Listening for, Embracing, and Becoming Fueled by our Belovedness

In the past couple of weeks, we've discovered that a communal expression of Jesus is one that embraces its destiny as world-blessers. In Antioch (Acts 11:23-26; Acts 13:1-3) communities of people lived like the Crucified One (humble teachability, uncommon dependency, proactive, sacrificial generosity) in such tangible ways (restoration, reconciliation, and wrong things being made right) that those who didn't see Jesus as the fulfillment of God's Promises made fun of them: You act just like the Crucified One!

The called them Christian hoping to insult them...but the Christians wore the name like a badge of honor.

When the community of Antioch communities got together, I imagine they prayed prayers like this:

We want what we're experiencing for others!

What now, God?  What next?  And where?

We're in!

In response, God's Spirit told them to set apart Barnabas and Saul...their two lead cultivators.

On paper, that doesn't make sense.  Send away our two primary leaders?!

In God's economy, it makes perfect sense...because in God's economy its never about the leader(s).

The Antioch communities listened well and lived what they heard.  They sent Barnabas and Saul who, in turn, went from city to city living and narrating the Story of God made real in Jesus.  Wherever they went they faced opposition (usually from the super religious) but they always left a communal expression of Jesus in their wake.  At the highest cost to their own well-being, we watch as they insisted on the spread of the Gospel.

What was it that fueled these two men?  Was it strategy?  Was it their creativity and where-with-all?  Was it a manipulation technique rooted in their own desire for importance?  Or was it something far deeper...far stronger...far more real?

What was it that empowered Paul to later write:

I must preach Christ!  I must live Christ!  Judge me for losing my Jewishness?  Fine!  I will become anything to anyone for the sake of them experiencing what I am experiencing in Christ.  Judge me for living recklessly or for not stewarding my reputation?  Fine!  I cannot stop myself from living and narrating the Redemptive Story of God.  Beat me up? Fine!  Kille me? Fine!  I must live and preach Christ!

What was it that fueled him forward? Belovedness.

Paul knew what God thought about him.  He knew that his significance, value, worth, and identity were secure in the fact that He was God's beloved child.

How did that impact his everyday?  Paul no longer lived fueled by shame, guilt, regret, or fear.  He no longer existed to please or prove himself to God.  God was pleased with Him.  God was crazy about Him.  He knew that when God looked at him, God saw him through lenses of red...God saw Jesus when He looked at Paul.

Thus, Paul also lived completely free from others' opinions of him.  His security as the beloved child of God meant that he no longer cared what anyone else thought of Him.  Living untethered to the need for people's affection meant that Paul lived free.

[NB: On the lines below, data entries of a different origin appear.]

//! # Integration Tests
//!
//! End-to-end tests over the full dispatch facade:
//! - Contract sanity
//! - Fair-dispatch e2e with mock handlers (no hosting engine required)
//! - Observability smoke

#[cfg(test)]
mod contract_tests {
    use contracts::{OutputSchema, PartitionKey, Record};
    use serde_json::json;

    #[test]
    fn test_contracts_compile() {
        let record = Record::new(vec![json!("k"), json!(1)]);
        assert_eq!(record.partition_key().unwrap(), PartitionKey::from("k"));
        assert_eq!(OutputSchema::empty(), OutputSchema::default());
    }
}

#[cfg(test)]
mod e2e_tests {
    use std::sync::atomic::{AtomicBool, AtomicU64, Ordering};
    use std::sync::{Arc, Mutex};

    use contracts::{
        NodeContext, OutputSchema, PartitionKey, Record, RecordHandler, RequestId, StreamError,
    };
    use fair_dispatch::FairDispatcher;
    use serde_json::json;
    use tokio::sync::Semaphore;
    use tokio::time::{sleep, Duration};

    /// Mock handler capturing the dispatch order
    struct CapturingHandler {
        gate: Option<Arc<Semaphore>>,
        seen: Arc<Mutex<Vec<(PartitionKey, i64)>>>,
        completions: Arc<Mutex<Vec<RequestId>>>,
        in_flight: Arc<AtomicBool>,
        overlaps: Arc<AtomicU64>,
        completion_capable: bool,
    }

    impl CapturingHandler {
        fn new() -> Self {
            Self {
                gate: None,
                seen: Arc::new(Mutex::new(Vec::new())),
                completions: Arc::new(Mutex::new(Vec::new())),
                in_flight: Arc::new(AtomicBool::new(false)),
                overlaps: Arc::new(AtomicU64::new(0)),
                completion_capable: false,
            }
        }
    }

    impl RecordHandler for CapturingHandler {
        fn name(&self) -> &str {
            "capturing"
        }

        async fn init(&mut self, _ctx: &NodeContext) -> Result<(), StreamError> {
            Ok(())
        }

        async fn process(&mut self, record: &Record) -> Result<(), StreamError> {
            if self.in_flight.swap(true, Ordering::SeqCst) {
                self.overlaps.fetch_add(1, Ordering::SeqCst);
            }
            if let Some(gate) = &self.gate {
                let permit = gate.acquire().await;
                permit.expect("gate closed").forget();
            }
            let key = record.partition_key()?;
            let seq = record.values[1].as_i64().unwrap_or(-1);
            self.seen.lock().unwrap().push((key, seq));
            self.in_flight.store(false, Ordering::SeqCst);
            Ok(())
        }

        async fn teardown(&mut self) -> Result<(), StreamError> {
            Ok(())
        }

        fn output_schema(&self) -> OutputSchema {
            OutputSchema::single(["word", "count"])
        }

        fn handles_completion(&self) -> bool {
            self.completion_capable
        }

        fn on_completed(&mut self, request_id: &RequestId) {
            self.completions.lock().unwrap().push(request_id.clone());
        }
    }

    fn record(key: &str, seq: i64) -> Record {
        Record::new(vec![json!(key), json!(seq)])
    }

    /// All records enqueued while the handler is gated on the first one;
    /// once released, service order is the strict rotation.
    #[tokio::test]
    async fn test_e2e_rotation_is_strict_under_backlog() {
        let gate = Arc::new(Semaphore::new(0));
        let mut handler = CapturingHandler::new();
        handler.gate = Some(Arc::clone(&gate));
        let seen = Arc::clone(&handler.seen);

        let ctx = NodeContext::new("rotation_node");
        let dispatcher = FairDispatcher::initialize(handler, &ctx).await.unwrap();

        // Primer is taken first and parks the worker inside process()
        dispatcher.submit(record("z", 0)).unwrap();
        gate.add_permits(1);
        while seen.lock().unwrap().is_empty() {
            sleep(Duration::from_millis(5)).await;
        }

        // Backlog lands while the worker waits for the next permit
        for seq in 1..=2 {
            for key in ["a", "b", "c"] {
                dispatcher.submit(record(key, seq)).unwrap();
            }
        }
        gate.add_permits(6);

        while seen.lock().unwrap().len() < 7 {
            sleep(Duration::from_millis(5)).await;
        }
        dispatcher.teardown().await.unwrap();

        let observed = seen.lock().unwrap().clone();
        let expected: Vec<(PartitionKey, i64)> = vec![
            ("z".into(), 0),
            ("a".into(), 1),
            ("b".into(), 1),
            ("c".into(), 1),
            ("a".into(), 2),
            ("b".into(), 2),
            ("c".into(), 2),
        ];
        assert_eq!(observed, expected);
    }

    #[tokio::test(flavor = "multi_thread")]
    async fn test_e2e_concurrent_producers_keep_per_key_order() {
        let handler = CapturingHandler::new();
        let seen = Arc::clone(&handler.seen);
        let overlaps = Arc::clone(&handler.overlaps);

        let ctx = NodeContext::new("order_node");
        let dispatcher = Arc::new(FairDispatcher::initialize(handler, &ctx).await.unwrap());

        let mut producers = Vec::new();
        for key in ["a", "b", "c", "d", "e"] {
            let dispatcher = Arc::clone(&dispatcher);
            producers.push(tokio::spawn(async move {
                for seq in 0..20 {
                    dispatcher.submit(record(key, seq)).unwrap();
                    if seq % 7 == 0 {
                        tokio::task::yield_now().await;
                    }
                }
            }));
        }
        for producer in producers {
            producer.await.unwrap();
        }

        while seen.lock().unwrap().len() < 100 {
            sleep(Duration::from_millis(5)).await;
        }

        let observed = seen.lock().unwrap().clone();
        for key in ["a", "b", "c", "d", "e"] {
            let key = PartitionKey::from(key);
            let seqs: Vec<i64> = observed
                .iter()
                .filter(|(k, _)| *k == key)
                .map(|(_, seq)| *seq)
                .collect();
            assert_eq!(seqs, (0..20).collect::<Vec<_>>(), "per-key FIFO broken");
        }
        assert_eq!(overlaps.load(Ordering::SeqCst), 0, "process() overlapped");

        let dispatcher = Arc::into_inner(dispatcher).expect("producers still hold the dispatcher");
        dispatcher.teardown().await.unwrap();
    }

    #[tokio::test]
    async fn test_e2e_completion_and_schema_passthrough() {
        let mut handler = CapturingHandler::new();
        handler.completion_capable = true;
        let completions = Arc::clone(&handler.completions);

        let ctx = NodeContext::new("completion_node");
        let dispatcher = FairDispatcher::initialize(handler, &ctx).await.unwrap();

        assert_eq!(
            dispatcher.output_schema().await,
            OutputSchema::single(["word", "count"])
        );

        dispatcher.submit(record("a", 1)).unwrap();
        dispatcher.on_completed(&RequestId::from("req-7")).await;
        dispatcher.teardown().await.unwrap();

        assert_eq!(
            completions.lock().unwrap().clone(),
            vec![RequestId::from("req-7")]
        );
    }
}

#[cfg(test)]
mod observability_tests {
    use observability::{
        init_with_config, record_active_keys, record_dispatch_failure, record_queue_depth,
        record_record_dispatched, record_record_rejected, record_record_submitted,
        record_request_completed, LogFormat, ObservabilityConfig,
    };

    /// Recording must be safe whether or not an exporter is installed.
    #[test]
    fn test_init_and_record_smoke() {
        let config = ObservabilityConfig {
            log_format: LogFormat::Compact,
            metrics_port: None,
            default_log_level: "warn".to_string(),
        };
        init_with_config(config).unwrap();

        record_record_submitted("node_1");
        record_record_dispatched("node_1", 3);
        record_record_rejected("node_1");
        record_dispatch_failure("node_1");
        record_queue_depth("node_1", 2);
        record_active_keys("node_1", 1);
        record_request_completed("node_1");
    }
}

Christ, therefore, did not simply free Paul from the penalty of his sins.  Christ freed Paul from the need for his own affection and the affection of others.  Christ freed Paul to live an unhindered, reckless life for God.  Christ freed Paul to live like Christ.

Belovedness.  Its where this all began.  Its where it all begins.

Following God in the Way of Jesus begins with you and I becoming people who learn to listen for, embrace, and become fueled by our belovedness.

How?

The Postures and Practices of Jesus.

There is no once-and-for-all belovedness fix.  Its impossible to come to a weekly gathering and get a once-a-week fix.  Listening for, embracing, and becoming fueled by our belovedness is a daily practice that requires the posture of stillness and the practice of listening.

To this point, I was reading Isaiah 48 today and stumbled upon this:

You've never been good listeners to Me.  You have a history of ignoring Me.

Is it possible that in being horrible listeners with a history of ignoring God that we have failed to listen of (or even become convinced of) our belovedness?  Is it possible that in not listening for the voice of God, we're ignoring the sole truth with which God intends to fuel our lives: You're mine.  You were worth My Son!  I could not imagine living life without you.  You are My beloved.  Is it possible that in not listening for...in ignoring...the voice of God who repeatedly speaks to us of His love for us that our actions (righteous as they may be) are more about proving and earning then they are about responsive, compassionate obedience?

Is it possible?

So how do we listen for, embrace, and become fueled by our belovedness?

The Postures and Practices of Jesus.

Silence.  Stillness.  Saturation in the Scriptures.  Communal Disciplined Dialogue (What is God saying to us?  What is God inviting us to do about it?).  Fasting.  Living what we hear.  Reflection/Remembering (oral, written, artistic).

Perhaps framed this way, the Postures and Practices of Jesus have nothing to do with earning or proving anything (to God, to ourselves, to others).  Perhaps they are essential because it is only in the Postures and Practices that we listen for, can embrace, and become fueled to live The Story we claim to study.